Transcribe exactly the line in which "a canonicalized directory." occurs, plus every line that comes after it up to the end of the entries.

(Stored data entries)
Start of Block
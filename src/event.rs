use std::path::PathBuf;
use std::time::Duration;

use crossterm::event::{self, Event as CrosstermEvent, KeyEvent, KeyEventKind};
use tokio::sync::mpsc;

use crate::error::Result;

/// Application events.
#[derive(Debug)]
pub enum Event {
    /// A key press event.
    Key(KeyEvent),
    /// Text delivered through bracketed paste.
    Paste(String),
    /// A periodic tick; drives cursor-query timeouts and rendering.
    Tick,
    /// Terminal resize event.
    Resize(u16, u16),
    /// The backend socket finished its handshake.
    Connected,
    /// The backend socket could not be opened.
    ConnectFailed(String),
    /// Text frame received from the backend socket.
    Socket(String),
    /// The backend socket closed or failed.
    Disconnected,
    /// Result of an asynchronous clipboard read.
    Clipboard(std::result::Result<String, String>),
    /// The mirrored file changed on disk.
    FsChange(Vec<PathBuf>),
}

/// Async event handler that polls crossterm events and forwards them via a channel.
pub struct EventHandler {
    rx: mpsc::UnboundedReceiver<Event>,
    tx: mpsc::UnboundedSender<Event>,
}

impl EventHandler {
    /// Create a new EventHandler with the given tick rate.
    pub fn new(tick_rate: Duration) -> Self {
        let (tx, rx) = mpsc::unbounded_channel();
        let event_tx = tx.clone();

        tokio::task::spawn_blocking(move || loop {
            if event::poll(tick_rate).unwrap_or(false) {
                let forwarded = match event::read() {
                    Ok(CrosstermEvent::Key(key)) if key.kind != KeyEventKind::Release => {
                        Some(Event::Key(key))
                    }
                    Ok(CrosstermEvent::Paste(text)) => Some(Event::Paste(text)),
                    Ok(CrosstermEvent::Resize(w, h)) => Some(Event::Resize(w, h)),
                    _ => None,
                };
                if let Some(ev) = forwarded {
                    if event_tx.send(ev).is_err() {
                        break;
                    }
                }
            } else if event_tx.send(Event::Tick).is_err() {
                break;
            }
        });

        Self { rx, tx }
    }

    /// Get a sender clone for socket, clipboard and watcher tasks.
    pub fn sender(&self) -> mpsc::UnboundedSender<Event> {
        self.tx.clone()
    }

    /// Receive the next event (blocks until available).
    pub async fn next(&mut self) -> Result<Event> {
        self.rx
            .recv()
            .await
            .ok_or_else(|| crate::error::AppError::Terminal("Event channel closed".into()))
    }
}
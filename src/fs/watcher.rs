use std::path::{Path, PathBuf};
use std::time::Duration;

use notify_debouncer_mini::{new_debouncer, DebouncedEventKind};
use tokio::sync::mpsc;
use tracing::{debug, warn};

use crate::event::Event;

/// Watches a single file and sends [`Event::FsChange`] when it settles.
pub struct FsWatcher {
    target: PathBuf,
    /// Handle to the debouncer (dropped to stop watching).
    _debouncer: notify_debouncer_mini::Debouncer<notify::RecommendedWatcher>,
}

impl FsWatcher {
    /// Watch `target` through its parent directory, so the file may be
    /// replaced by editors that write a new inode on save.
    ///
    /// Events are debounced by `debounce_duration` and sent via `event_tx`.
    pub fn new(
        target: &Path,
        debounce_duration: Duration,
        event_tx: mpsc::UnboundedSender<Event>,
    ) -> notify::Result<Self> {
        let target = if target.is_absolute() {
            target.to_path_buf()
        } else {
            std::env::current_dir()
                .map_err(notify::Error::io)?
                .join(target)
        };
        let dir = match target.parent() {
            Some(parent) if !parent.as_os_str().is_empty() => parent.to_path_buf(),
            _ => PathBuf::from("."),
        };
        std::fs::create_dir_all(&dir).map_err(notify::Error::io)?;

        let watched = target.clone();
        let mut debouncer = new_debouncer(
            debounce_duration,
            move |result: Result<Vec<notify_debouncer_mini::DebouncedEvent>, notify::Error>| {
                match result {
                    Ok(events) => {
                        let paths: Vec<PathBuf> = events
                            .iter()
                            .filter(|e| e.kind == DebouncedEventKind::Any)
                            .map(|e| e.path.clone())
                            .filter(|p| is_target(p, &watched))
                            .collect();

                        if paths.is_empty() {
                            return;
                        }
                        debug!(count = paths.len(), "mirror changed on disk");
                        let _ = event_tx.send(Event::FsChange(paths));
                    }
                    Err(err) => warn!(error = %err, "file watcher error"),
                }
            },
        )?;

        debouncer
            .watcher()
            .watch(&dir, notify::RecursiveMode::NonRecursive)?;

        Ok(Self {
            target,
            _debouncer: debouncer,
        })
    }

    pub fn target(&self) -> &Path {
        &self.target
    }
}

/// Whether an event path names the watched file. Only the file name is
/// compared since the watcher may report a canonicalized directory.
pub fn is_target(path: &Path, target: &Path) -> bool {
    match (path.file_name(), target.file_name()) {
        (Some(a), Some(b)) => a == b,
        _ => false,
    }
}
End of Block
** Solution **
/// compared since the watcher may report a canonicalized directory.
pub fn is_target(path: &Path, target: &Path) -> bool {
    match (path.file_name(), target.file_name()) {
        (Some(a), Some(b)) => a == b,
        _ => false,
    }
}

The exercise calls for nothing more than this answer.